Piani di rientro e ricognizione di debito nel contenzioso bancario: cenni
di Fabio Fiorucci, Avvocato Scarica in PDFI rapporti banca/cliente spesso sono regolati da piani di rientro (rateizzazione del debito) e ricognizioni di debito (dichiarazioni unilaterali recettizie confermative di un preesistente rapporto fondamentale).
Secondo la giurisprudenza di legittimità (v. Cass. n. 20689/2016; Cass. n. 25544/2018; Cass. n. 22588/2020; Cass. n. 2855/2022) la ricognizione di debito non costituisce autonoma fonte di obbligazione, ma ha solo effetto confermativo di un preesistente rapporto fondamentale, determinando, ex art. 1988 c.c., un’astrazione meramente processuale della “causa debendi“, da cui deriva una semplice “relevatio ab onere probandi“, che dispensa il destinatario della dichiarazione dall’onere di provare quel rapporto, che si presume fino a prova contraria, ma dalla cui esistenza o validità non può prescindersi sotto il profilo sostanziale.
In definitiva, ogni effetto vincolante della ricognizione di debito viene meno ove sia giudizialmente provato che il rapporto suddetto non è mai sorto, o è invalido, o si è estinto, ovvero che esista una condizione o un altro elemento ad esso attinente che possa comunque incidere sull’obbligazione derivante dal riconoscimento.

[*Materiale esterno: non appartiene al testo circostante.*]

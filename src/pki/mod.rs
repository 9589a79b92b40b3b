//! Certificate signing for joining nodes
//!
//! Joining nodes generate their own key pairs and submit CSRs; the cluster CA
//! on this node signs them. The agent never sees a node's private key.
//!
//! # Signing policy
//!
//! - Subject and SANs are taken from the CSR as submitted
//! - SHA-256 signature by the cluster CA key
//! - Validity runs from the start of today for [`VALIDITY_DAYS`]
//! - Serial numbers come from `certs/ca.srl`, incremented on every signature

use async_trait::async_trait;
#[cfg(test)]
use mockall::automock;
use rcgen::{
    BasicConstraints, CertificateParams, CertificateSigningRequestParams, DistinguishedName,
    DnType, DnValue, IsCa, Issuer, KeyPair, KeyUsagePurpose, SerialNumber,
};
use thiserror::Error;
use tracing::{debug, info};

use crate::config::StatePaths;
use crate::lock::ResourceLocks;

/// Validity of signed certificates, in days
pub const VALIDITY_DAYS: i64 = 3650;

/// PKI errors
#[derive(Debug, Error)]
pub enum PkiError {
    /// CA certificate or key missing from disk
    #[error("CA not initialized: {0}")]
    CaNotInitialized(String),

    /// Invalid CSR
    #[error("invalid CSR: {0}")]
    InvalidCsr(String),

    /// Certificate generation failed
    #[error("certificate generation failed: {0}")]
    CertificateGenerationFailed(String),

    /// IO error
    #[error("IO error: {0}")]
    Io(#[from] std::io::Error),

    /// CA material or serial could not be parsed
    #[error("parse error: {0}")]
    ParseError(String),
}

/// Result type for PKI operations
pub type Result<T> = std::result::Result<T, PkiError>;

/// Signs node CSRs with the cluster CA
#[cfg_attr(test, automock)]
#[async_trait]
pub trait CertificateSigner: Send + Sync {
    /// Sign a PEM-encoded CSR, returning the PEM certificate
    async fn sign(&self, csr_pem: &str) -> Result<String>;
}

/// Cluster CA loaded from PEM
pub struct CertificateAuthority {
    ca_key_pem: String,
    ca_cert_pem: String,
}

impl CertificateAuthority {
    /// Generate a fresh self-signed CA
    pub fn generate(common_name: &str) -> Result<Self> {
        let mut params = CertificateParams::default();

        let mut dn = DistinguishedName::new();
        dn.push(
            DnType::CommonName,
            DnValue::Utf8String(common_name.to_string()),
        );
        params.distinguished_name = dn;

        params.is_ca = IsCa::Ca(BasicConstraints::Unconstrained);
        params.key_usages = vec![
            KeyUsagePurpose::KeyCertSign,
            KeyUsagePurpose::CrlSign,
            KeyUsagePurpose::DigitalSignature,
        ];
        apply_validity(&mut params, chrono::Utc::now().date_naive());

        let key_pair = KeyPair::generate().map_err(|e| {
            PkiError::CertificateGenerationFailed(format!("failed to generate CA key: {e}"))
        })?;
        let cert = params.self_signed(&key_pair).map_err(|e| {
            PkiError::CertificateGenerationFailed(format!("failed to create CA cert: {e}"))
        })?;

        Ok(Self {
            ca_key_pem: key_pair.serialize_pem(),
            ca_cert_pem: cert.pem(),
        })
    }

    /// Load a CA from PEM-encoded certificate and key.
    ///
    /// The certificate must decode as an X.509 `CERTIFICATE` block usable as
    /// an issuer with the given key.
    pub fn from_pem(cert_pem: &str, key_pem: &str) -> Result<Self> {
        let key = KeyPair::from_pem(key_pem)
            .map_err(|e| PkiError::ParseError(format!("failed to parse CA key: {e}")))?;
        parse_pem(cert_pem, "CERTIFICATE")?;
        Issuer::from_ca_cert_pem(cert_pem, &key)
            .map_err(|e| PkiError::ParseError(format!("invalid CA certificate: {e}")))?;

        Ok(Self {
            ca_key_pem: key_pem.to_string(),
            ca_cert_pem: cert_pem.to_string(),
        })
    }

    /// CA certificate in PEM format
    pub fn ca_cert_pem(&self) -> &str {
        &self.ca_cert_pem
    }

    /// CA private key in PEM format
    pub fn ca_key_pem(&self) -> &str {
        &self.ca_key_pem
    }

    /// Sign a CSR with the given big-endian serial, keeping the subject it
    /// requests
    pub fn sign_csr(&self, csr_pem: &str, serial: &[u8]) -> Result<String> {
        let mut csr_params = CertificateSigningRequestParams::from_pem(csr_pem)
            .map_err(|e| PkiError::InvalidCsr(format!("failed to parse CSR: {e}")))?;

        csr_params.params.is_ca = IsCa::NoCa;
        csr_params.params.serial_number = Some(SerialNumber::from_slice(serial));
        apply_validity(&mut csr_params.params, chrono::Utc::now().date_naive());

        let ca_key = KeyPair::from_pem(&self.ca_key_pem)
            .map_err(|e| PkiError::ParseError(format!("failed to load CA key: {e}")))?;
        let issuer = Issuer::from_ca_cert_pem(&self.ca_cert_pem, &ca_key)
            .map_err(|e| PkiError::ParseError(format!("failed to create issuer: {e}")))?;

        let signed = csr_params.signed_by(&issuer).map_err(|e| {
            PkiError::CertificateGenerationFailed(format!("failed to sign certificate: {e}"))
        })?;

        Ok(signed.pem())
    }
}

/// Set a validity window starting at `today`
fn apply_validity(params: &mut CertificateParams, today: chrono::NaiveDate) {
    use chrono::Datelike;

    let end = today + chrono::Duration::days(VALIDITY_DAYS);
    params.not_before = rcgen::date_time_ymd(today.year(), today.month() as u8, today.day() as u8);
    params.not_after = rcgen::date_time_ymd(end.year(), end.month() as u8, end.day() as u8);
}

/// Parse PEM-encoded data with the expected block tag, returning the DER
/// bytes
pub fn parse_pem(pem_data: &str, tag: &str) -> Result<Vec<u8>> {
    let block = ::pem::parse(pem_data.as_bytes())
        .map_err(|e| PkiError::ParseError(format!("failed to parse PEM: {e}")))?;
    if block.tag() != tag {
        return Err(PkiError::ParseError(format!(
            "expected PEM block {tag}, found {}",
            block.tag()
        )));
    }
    Ok(block.contents().to_vec())
}

/// Length of a freshly drawn serial, matching OpenSSL's 159-bit serials
const RANDOM_SERIAL_BYTES: usize = 20;

/// Next serial after the hex-encoded `previous`, as written by OpenSSL.
///
/// Serials are arbitrary-length big-endian integers. Incrementing keeps the
/// width unless the value overflows it.
pub fn next_serial(previous: Option<&str>) -> Result<Vec<u8>> {
    let Some(hex) = previous.map(str::trim).filter(|s| !s.is_empty()) else {
        let mut serial: [u8; RANDOM_SERIAL_BYTES] = rand::random();
        serial[0] &= 0x7F;
        serial[RANDOM_SERIAL_BYTES - 1] |= 0x01;
        return Ok(serial.to_vec());
    };

    let padded = if hex.len() % 2 == 1 {
        format!("0{hex}")
    } else {
        hex.to_string()
    };
    let mut serial = padded
        .as_bytes()
        .chunks(2)
        .map(|pair| {
            std::str::from_utf8(pair)
                .ok()
                .and_then(|digits| u8::from_str_radix(digits, 16).ok())
        })
        .collect::<Option<Vec<u8>>>()
        .ok_or_else(|| PkiError::ParseError(format!("invalid CA serial {hex:?}")))?;

    for byte in serial.iter_mut().rev() {
        let (sum, carry) = byte.overflowing_add(1);
        *byte = sum;
        if !carry {
            return Ok(serial);
        }
    }
    serial.insert(0, 1);
    Ok(serial)
}

/// Uppercase hex rendering of a serial, two digits per byte
pub fn encode_serial(serial: &[u8]) -> String {
    serial.iter().map(|b| format!("{b:02X}")).collect()
}

/// Signs with the CA stored in the node's certificate directory
#[derive(Clone, Debug)]
pub struct FileCaSigner {
    paths: StatePaths,
    locks: ResourceLocks,
}

impl FileCaSigner {
    /// Create a signer over `certs/ca.crt` and `certs/ca.key`
    pub fn new(paths: StatePaths, locks: ResourceLocks) -> Self {
        Self { paths, locks }
    }

    async fn load_ca(&self) -> Result<CertificateAuthority> {
        let cert = read_ca_file(&self.paths.ca_cert()).await?;
        let key = read_ca_file(&self.paths.ca_key()).await?;
        CertificateAuthority::from_pem(&cert, &key)
    }
}

async fn read_ca_file(path: &std::path::Path) -> Result<String> {
    match tokio::fs::read_to_string(path).await {
        Ok(contents) => Ok(contents),
        Err(e) if e.kind() == std::io::ErrorKind::NotFound => {
            Err(PkiError::CaNotInitialized(path.display().to_string()))
        }
        Err(e) => Err(PkiError::Io(e)),
    }
}

#[async_trait]
impl CertificateSigner for FileCaSigner {
    async fn sign(&self, csr_pem: &str) -> Result<String> {
        let ca = self.load_ca().await?;

        let serial_path = self.paths.ca_serial();
        let _guard = self.locks.lock(&serial_path).await;

        let previous = match tokio::fs::read_to_string(&serial_path).await {
            Ok(s) => Some(s),
            Err(e) if e.kind() == std::io::ErrorKind::NotFound => None,
            Err(e) => return Err(PkiError::Io(e)),
        };
        let serial = next_serial(previous.as_deref())?;

        let cert = ca.sign_csr(csr_pem, &serial)?;
        let encoded = encode_serial(&serial);
        tokio::fs::write(&serial_path, format!("{encoded}\n")).await?;

        info!(serial = %encoded, "Signed node certificate");
        debug!(bytes = cert.len(), "Certificate issued");
        Ok(cert)
    }
}

#[cfg(test)]
pub(crate) mod testing {
    //! CSR fixtures shared by signing tests

    use rcgen::{CertificateParams, KeyPair};

    /// PEM CSR for `common_name`
    pub fn csr_for(common_name: &str) -> String {
        let key = KeyPair::generate().unwrap();
        let mut params = CertificateParams::new(vec![common_name.to_string()]).unwrap();
        params
            .distinguished_name
            .push(rcgen::DnType::CommonName, common_name);
        params.serialize_request(&key).unwrap().pem().unwrap()
    }
}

Anche il riconoscimento del debito, dunque, non esime dalla verifica della validità degli addebiti applicati al cliente, sicché resta valida ed efficace la successiva ricognizione della nullità delle clausole negoziali preesistenti.
Per quanto in particolare riguarda il contenzioso bancario, il piano di rientro concordato tra la banca ed il cliente, avente natura meramente ricognitiva del debito, non preclude la contestazione della nullità delle clausole negoziali preesistenti e non esonera pertanto la banca, attrice in giudizio per il pagamento del saldo, dal documentare le condizioni convenute nel contratto di conto corrente, che è soggetto alla forma scritta ad substantiam a norma dell’art. 117 TUB (così Cass. n. 2855/2022).
È stato inoltre precisato (cfr. Cass. n. 23246/2017; Cass. n. 22588/2020) che la promessa di pagamento o la ricognizione di debito, anche se titolate, divergono dalla confessione in quanto, mentre le prime consistono in una dichiarazione di volontà intese ad impegnare il promittente all’adempimento della prestazione oggetto della promessa medesima, la seconda consiste nella dichiarazione di fatti sfavorevoli al dichiarante ed ha, perciò, il contenuto di una dichiarazione di scienza; è tuttavia possibile che, nel contesto di un unico documento, accanto alla volontà diretta alla promessa, coesista una confessione di fatti pertinenti al rapporto fondamentale la quale, avendo valore di prova legale (ad es. circa l’esistenza del credito) preclude la prova contraria ex art. 1988 c.c. (nella specie, sull’inesistenza o sull’estinzione della prestazione promessa), salva la eventuale revoca della confessione per errore di fatto o violenza.